Russian propagandist Vladimir Solovyov's 32-year-old daughter, US-born Ekaterina Solovyova, born from his second marriage, lives in Moscow, openly criticizes the war in Ukraine on social media, and directs feminist plays, according to a report by independent media outlet Verstka. Solovyov’s daughter has not been publicly reported on before; earlier in May, Alexei Navalny’s Anti-Corruption Foundaton released an investigation into another secret family of Solovyov's – one with two children by basketball player Svetlana Abrosimova.
The journalists claim that Ekaterina, who criticizes restrictive laws and calls on Russian society to be tolerant on her public social media pages, is the daughter of one of the country’s main state propagandists. In her posts, the woman called for donations to the Nasiliu.net [“No To Violence,” a Russian nonprofit founded in 2015, which supports women who experience domestic violence – The Insider] and OVD-Info [an independent Russian human rights media project aimed at combating political persecution – The Insider] and criticized the arrests of protesters.
In one TikTok video in English in March 2022, Solovyova noted that “Russia is not Putin.” She also said that Russia had banned “calling war war” and had imposed military censorship.
“I want you to know, Russia is not Putin. And don't let hate win, because that's what they're trying to accomplish.”
On Twitter, Solovyova claimed that all of her activities “have always been, are and will always be anti-war,” with the post published on September 21, 2022 – the day Vladimir Putin announced the start of Russia’s “partial” mobilization.
The woman, described by Verstka as Solovyov's daughter, also plays in the musical group The BlueStocking, dances on Moscow's burlesque stages, and directs feminist plays. In April and May 2023, she staged “28 Days” – a production based on a play by playwright Olga Shilyaeva on the stigma of menstruation and domestic violence.

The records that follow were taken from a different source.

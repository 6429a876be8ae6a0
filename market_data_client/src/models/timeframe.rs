use serde::{Deserialize, Serialize};

/// Granularity of a bar series.
///
/// Daily bars come straight from the provider; weekly bars are derived by
/// Monday-bucketed aggregation and persisted alongside them.
#[derive(Debug, Clone, Copy, PartialEq, Eq, Hash, Serialize, Deserialize)]
#[serde(rename_all = "UPPERCASE")]
pub enum Timeframe {
    Daily,
    Weekly,
}

impl Timeframe {
    pub fn as_str(&self) -> &'static str {
        match self {
            Timeframe::Daily => "DAILY",
            Timeframe::Weekly => "WEEKLY",
        }
    }
}

impl std::fmt::Display for Timeframe {
    fn fmt(&self, f: &mut std::fmt::Formatter<'_>) -> std::fmt::Result {
        f.write_str(self.as_str())
    }
}
pub mod bar;
pub mod quote;
pub mod request;
pub mod timeframe;
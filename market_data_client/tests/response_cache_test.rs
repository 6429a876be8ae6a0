#![cfg(test)]
//! Response-cache behavior of the KIS provider, exercised without any
//! network access. The provider points at a closed local port, so any
//! test that completes successfully did so from the cache alone.

use std::sync::Arc;
use std::time::Duration;

use chrono::NaiveDate;
use market_data_client::{
    cache::{self, MemoryCache},
    models::{bar::Bar, quote::Quote, request::DailyBarsRequest},
    providers::{
        DataProvider,
        kis_rest::{
            KisConfig, KisProvider,
            params::{daily_price_cache_key, quote_cache_key},
        },
    },
};
use secrecy::SecretString;

fn offline_provider(cache: Arc<MemoryCache>) -> KisProvider {
    let mut config = KisConfig::with_credentials(
        "http://127.0.0.1:9",
        SecretString::new("test-key".into()),
        SecretString::new("test-secret".into()),
    );
    config.retry_count = 1;
    config.retry_delay = Duration::from_millis(1);
    KisProvider::new(config, cache).expect("provider construction")
}

fn day(d: u32) -> NaiveDate {
    NaiveDate::from_ymd_opt(2024, 1, d).unwrap()
}

fn bar(d: u32, close: f64) -> Bar {
    Bar {
        date: day(d),
        open: close,
        high: close + 1.0,
        low: close - 1.0,
        close,
        volume: 1_000.0,
    }
}

#[tokio::test]
async fn cached_daily_bars_are_served_without_an_upstream_call() {
    let cache = Arc::new(MemoryCache::new());
    let (start, end) = (day(1), day(31));
    let bars = vec![bar(2, 100.0), bar(3, 101.0), bar(4, 99.5)];
    let key = daily_price_cache_key("005930", start, end);
    cache::set_json(cache.as_ref(), &key, &bars, None).await;

    let provider = offline_provider(Arc::clone(&cache));
    let request = DailyBarsRequest::new("005930").with_range(start, end);

    let first = provider
        .fetch_daily_bars(request.clone())
        .await
        .expect("first fetch should be answered from the cache");
    assert_eq!(first, bars);

    // Same (ticker, range) again: identical bars, still no upstream call.
    let second = provider
        .fetch_daily_bars(request)
        .await
        .expect("repeat fetch should be answered from the cache");
    assert_eq!(second, first);
}

#[tokio::test]
async fn bypassing_the_cache_goes_upstream_even_when_seeded() {
    let cache = Arc::new(MemoryCache::new());
    let (start, end) = (day(1), day(31));
    let key = daily_price_cache_key("005930", start, end);
    cache::set_json(cache.as_ref(), &key, &vec![bar(2, 100.0)], None).await;

    let provider = offline_provider(cache);
    let request = DailyBarsRequest::new("005930")
        .with_range(start, end)
        .bypassing_cache(true);

    // With the cache bypassed the provider must go upstream, and the
    // upstream here is unreachable.
    let result = provider.fetch_daily_bars(request).await;
    assert!(result.is_err());
}

#[tokio::test]
async fn a_different_range_misses_the_cache() {
    let cache = Arc::new(MemoryCache::new());
    let key = daily_price_cache_key("005930", day(1), day(31));
    cache::set_json(cache.as_ref(), &key, &vec![bar(2, 100.0)], None).await;

    let provider = offline_provider(cache);
    let request = DailyBarsRequest::new("005930").with_range(day(1), day(30));

    let result = provider.fetch_daily_bars(request).await;
    assert!(result.is_err());
}

#[tokio::test]
async fn cached_quote_is_served_without_an_upstream_call() {
    let cache = Arc::new(MemoryCache::new());
    let quote = Quote {
        ticker: "005930".to_string(),
        name: "Samsung Electronics".to_string(),
        current_price: 71_500.0,
        open: 71_000.0,
        high: 72_000.0,
        low: 70_800.0,
        volume: 12_345_678.0,
        change: 500.0,
        change_sign: "2".to_string(),
        change_rate: 0.7,
        market: "KOSPI".to_string(),
    };
    cache::set_json(cache.as_ref(), &quote_cache_key("005930"), &quote, None).await;

    let provider = offline_provider(cache);
    let fetched = provider
        .fetch_quote("005930")
        .await
        .expect("quote should be answered from the cache");
    assert_eq!(fetched, quote);
}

Two screenings of the play are scheduled for July, and the Russian has already publicly expressed doubts that the performances could go ahead, as feminism in Russia could be equated with extremism.
I can honestly say that the fate of the play is unknown. It is almost impossible to predict whether feminism will be equated with extremism. But we will definitely perform it in May.
Screenshot of Ekaterina Solovyova's tweet
In 2018, Ekaterina staged a play about domestic violence in Moscow in support of the Nasiliu.net foundation (recognized as a “foreign agent” by Russia’s Ministry of Justice in 2020). According to the publication, Vladimir Solovyov attended the premiere of the play, and invited his daughter to talk about the production on the air of government-owned radio station Vesti.FM. Nasiliu.net founder Anna Rivina told Verstka that the performance led to the fund receiving 81,000 roubles in donations (close to $1500 in 2018).
Verstka also drew attention to the fact that in 2012, Solovyova reposted a message in support of Fyodor Bakhov, an accused protester in the Bolotnaya Square Case. In 2019, she expressed solidarity with the actor Pavel Ustinov, who was arrested at a protest, noting that “tomorrow, it could be one of us.”
According to the publication, the woman does not hide her kinship with Vladimir Solovyov. She has dedicated several posts to him on Instagram, and posted joint photos with him. A caption under one of the posts read: “Thank you for being my dad.”
Solovyova declined to comment on her relationship with her father and her creative work, telling Verstka that she was worried about the safety of the participants in her projects.
“The most important thing for me in this case is the safety of my colleagues, who already face injustice and narrow-mindedness all the time. I have nothing to hide, but talking about my father now means endangering not only myself and my family, but also my friends and colleagues.”
Ekaterina Solovyova did not answer when asked if her father would allow his daughter to be arrested. Vladimir Solovyov also read a message from Verstka’s editorial board asking if they had any conflicts over her daughter's anti-war stance, but left the query unanswered.